Data items
· · · · · · ·
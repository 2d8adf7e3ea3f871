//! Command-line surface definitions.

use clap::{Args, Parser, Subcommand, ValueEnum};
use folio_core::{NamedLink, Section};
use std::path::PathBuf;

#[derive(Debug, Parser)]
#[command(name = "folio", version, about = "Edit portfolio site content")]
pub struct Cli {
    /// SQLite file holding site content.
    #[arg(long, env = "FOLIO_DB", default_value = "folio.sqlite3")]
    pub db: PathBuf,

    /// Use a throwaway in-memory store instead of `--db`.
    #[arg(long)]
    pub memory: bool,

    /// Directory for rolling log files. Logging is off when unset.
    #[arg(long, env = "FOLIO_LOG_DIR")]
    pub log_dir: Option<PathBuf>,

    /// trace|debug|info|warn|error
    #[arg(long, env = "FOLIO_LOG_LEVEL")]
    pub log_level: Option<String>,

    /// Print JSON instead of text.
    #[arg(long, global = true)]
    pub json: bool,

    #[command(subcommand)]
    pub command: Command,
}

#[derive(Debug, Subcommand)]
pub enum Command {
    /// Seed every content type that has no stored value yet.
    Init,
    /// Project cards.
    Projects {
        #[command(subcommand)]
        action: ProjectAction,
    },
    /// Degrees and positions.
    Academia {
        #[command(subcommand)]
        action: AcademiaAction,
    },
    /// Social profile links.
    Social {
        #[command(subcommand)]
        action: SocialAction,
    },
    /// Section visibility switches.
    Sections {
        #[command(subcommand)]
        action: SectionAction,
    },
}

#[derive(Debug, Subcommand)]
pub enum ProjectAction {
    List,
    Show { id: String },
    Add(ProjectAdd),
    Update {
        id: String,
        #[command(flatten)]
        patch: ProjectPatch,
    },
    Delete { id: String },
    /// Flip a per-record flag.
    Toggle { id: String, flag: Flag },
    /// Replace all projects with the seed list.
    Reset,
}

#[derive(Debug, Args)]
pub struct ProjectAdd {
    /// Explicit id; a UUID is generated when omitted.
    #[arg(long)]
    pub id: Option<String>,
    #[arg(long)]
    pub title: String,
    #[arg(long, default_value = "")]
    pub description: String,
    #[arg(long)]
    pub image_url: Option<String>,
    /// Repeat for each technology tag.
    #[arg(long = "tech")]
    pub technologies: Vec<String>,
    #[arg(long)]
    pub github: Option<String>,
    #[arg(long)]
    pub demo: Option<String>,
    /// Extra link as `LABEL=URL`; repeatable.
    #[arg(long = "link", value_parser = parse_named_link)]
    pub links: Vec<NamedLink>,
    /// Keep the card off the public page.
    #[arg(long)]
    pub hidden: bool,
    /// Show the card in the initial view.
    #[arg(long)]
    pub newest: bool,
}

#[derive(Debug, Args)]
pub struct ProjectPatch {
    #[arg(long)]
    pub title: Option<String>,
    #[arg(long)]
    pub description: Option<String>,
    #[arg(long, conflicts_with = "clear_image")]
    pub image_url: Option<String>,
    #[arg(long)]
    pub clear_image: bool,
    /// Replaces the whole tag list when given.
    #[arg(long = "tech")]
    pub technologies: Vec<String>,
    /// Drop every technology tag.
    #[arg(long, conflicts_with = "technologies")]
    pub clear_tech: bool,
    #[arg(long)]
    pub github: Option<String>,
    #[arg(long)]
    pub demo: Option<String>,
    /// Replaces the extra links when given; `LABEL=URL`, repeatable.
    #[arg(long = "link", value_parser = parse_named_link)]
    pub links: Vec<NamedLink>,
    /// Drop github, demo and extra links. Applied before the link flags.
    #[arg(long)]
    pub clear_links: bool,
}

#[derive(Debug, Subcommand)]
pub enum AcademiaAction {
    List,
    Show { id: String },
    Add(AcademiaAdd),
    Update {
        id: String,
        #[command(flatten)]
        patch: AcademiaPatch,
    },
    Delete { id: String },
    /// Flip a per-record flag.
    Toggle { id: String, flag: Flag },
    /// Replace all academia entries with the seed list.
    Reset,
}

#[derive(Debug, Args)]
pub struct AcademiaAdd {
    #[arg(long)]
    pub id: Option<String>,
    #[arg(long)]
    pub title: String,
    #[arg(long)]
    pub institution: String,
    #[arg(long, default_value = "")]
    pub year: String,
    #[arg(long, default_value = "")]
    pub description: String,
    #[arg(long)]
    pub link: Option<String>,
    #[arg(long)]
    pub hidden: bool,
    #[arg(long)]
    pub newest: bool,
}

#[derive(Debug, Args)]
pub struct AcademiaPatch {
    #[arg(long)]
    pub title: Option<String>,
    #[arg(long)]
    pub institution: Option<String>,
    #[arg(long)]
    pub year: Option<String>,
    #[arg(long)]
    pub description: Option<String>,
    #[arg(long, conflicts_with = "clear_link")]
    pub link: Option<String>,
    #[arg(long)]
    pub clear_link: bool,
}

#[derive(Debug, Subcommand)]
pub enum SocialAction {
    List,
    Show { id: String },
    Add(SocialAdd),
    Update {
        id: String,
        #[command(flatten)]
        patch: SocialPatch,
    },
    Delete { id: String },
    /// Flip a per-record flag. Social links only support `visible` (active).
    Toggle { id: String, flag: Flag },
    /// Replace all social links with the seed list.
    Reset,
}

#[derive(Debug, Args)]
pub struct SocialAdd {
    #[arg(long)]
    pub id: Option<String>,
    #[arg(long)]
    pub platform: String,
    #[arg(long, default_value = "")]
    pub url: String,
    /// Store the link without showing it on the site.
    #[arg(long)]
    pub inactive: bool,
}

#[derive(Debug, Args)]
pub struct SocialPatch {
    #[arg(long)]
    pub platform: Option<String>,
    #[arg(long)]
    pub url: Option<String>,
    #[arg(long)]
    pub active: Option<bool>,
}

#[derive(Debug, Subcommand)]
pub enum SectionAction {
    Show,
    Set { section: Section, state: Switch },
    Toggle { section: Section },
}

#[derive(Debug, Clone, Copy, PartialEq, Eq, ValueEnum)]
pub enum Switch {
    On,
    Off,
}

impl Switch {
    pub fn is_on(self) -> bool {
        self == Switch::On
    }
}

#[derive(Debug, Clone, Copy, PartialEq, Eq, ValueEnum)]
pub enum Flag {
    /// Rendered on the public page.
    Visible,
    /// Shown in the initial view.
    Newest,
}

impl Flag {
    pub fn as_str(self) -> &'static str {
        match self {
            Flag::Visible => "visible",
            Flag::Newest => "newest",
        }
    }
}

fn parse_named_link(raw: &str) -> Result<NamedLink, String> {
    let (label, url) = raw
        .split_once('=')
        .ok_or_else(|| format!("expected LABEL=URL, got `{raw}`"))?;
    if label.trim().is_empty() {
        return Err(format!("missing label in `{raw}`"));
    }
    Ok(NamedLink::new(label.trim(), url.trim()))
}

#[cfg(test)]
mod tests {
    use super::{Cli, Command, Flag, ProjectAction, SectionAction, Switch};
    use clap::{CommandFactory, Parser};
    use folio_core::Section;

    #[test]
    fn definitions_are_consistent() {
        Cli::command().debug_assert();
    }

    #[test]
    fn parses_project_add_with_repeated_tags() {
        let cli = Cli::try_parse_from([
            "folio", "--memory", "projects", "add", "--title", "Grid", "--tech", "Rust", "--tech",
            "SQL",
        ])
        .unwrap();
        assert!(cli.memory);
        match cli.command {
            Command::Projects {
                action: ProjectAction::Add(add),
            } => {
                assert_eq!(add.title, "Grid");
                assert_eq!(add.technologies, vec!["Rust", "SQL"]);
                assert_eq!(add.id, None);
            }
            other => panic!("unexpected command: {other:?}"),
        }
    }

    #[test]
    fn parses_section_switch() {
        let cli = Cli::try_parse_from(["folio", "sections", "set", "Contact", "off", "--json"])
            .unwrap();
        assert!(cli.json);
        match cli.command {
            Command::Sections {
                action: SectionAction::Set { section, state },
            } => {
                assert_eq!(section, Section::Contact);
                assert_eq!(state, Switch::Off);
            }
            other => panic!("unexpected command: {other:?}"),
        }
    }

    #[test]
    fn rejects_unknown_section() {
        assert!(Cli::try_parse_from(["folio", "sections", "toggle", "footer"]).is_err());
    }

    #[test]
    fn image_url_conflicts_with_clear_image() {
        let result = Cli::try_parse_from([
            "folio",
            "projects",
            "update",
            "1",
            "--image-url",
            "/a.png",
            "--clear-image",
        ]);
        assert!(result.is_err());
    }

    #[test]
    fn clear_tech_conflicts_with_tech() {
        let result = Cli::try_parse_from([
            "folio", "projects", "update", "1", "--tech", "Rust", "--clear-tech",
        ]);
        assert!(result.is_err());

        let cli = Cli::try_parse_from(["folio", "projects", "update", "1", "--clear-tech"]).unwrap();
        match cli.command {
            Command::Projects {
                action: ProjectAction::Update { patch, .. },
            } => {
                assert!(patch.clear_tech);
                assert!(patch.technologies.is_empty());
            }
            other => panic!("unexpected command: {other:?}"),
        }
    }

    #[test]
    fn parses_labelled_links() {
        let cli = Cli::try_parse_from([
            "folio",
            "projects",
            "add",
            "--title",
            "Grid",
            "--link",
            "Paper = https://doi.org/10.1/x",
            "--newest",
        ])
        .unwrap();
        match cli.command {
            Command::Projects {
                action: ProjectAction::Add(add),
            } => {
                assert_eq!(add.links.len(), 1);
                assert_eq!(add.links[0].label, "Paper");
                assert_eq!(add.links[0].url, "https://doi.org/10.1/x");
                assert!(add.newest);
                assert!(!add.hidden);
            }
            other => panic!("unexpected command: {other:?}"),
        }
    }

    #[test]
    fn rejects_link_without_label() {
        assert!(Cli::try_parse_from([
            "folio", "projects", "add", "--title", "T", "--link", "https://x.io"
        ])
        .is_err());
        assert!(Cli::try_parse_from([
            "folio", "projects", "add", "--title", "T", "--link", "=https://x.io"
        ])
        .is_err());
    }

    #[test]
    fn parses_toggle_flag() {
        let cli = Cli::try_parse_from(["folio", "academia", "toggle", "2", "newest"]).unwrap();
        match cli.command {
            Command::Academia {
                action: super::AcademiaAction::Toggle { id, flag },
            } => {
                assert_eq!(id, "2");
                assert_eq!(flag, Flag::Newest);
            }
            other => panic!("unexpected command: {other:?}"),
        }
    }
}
· · · · · · ·
**TASK BRIEF**
Tally the lines in the records that hold the word "Grid", and state only the resulting number.

**ANSWER TO THE EXERCISE**
3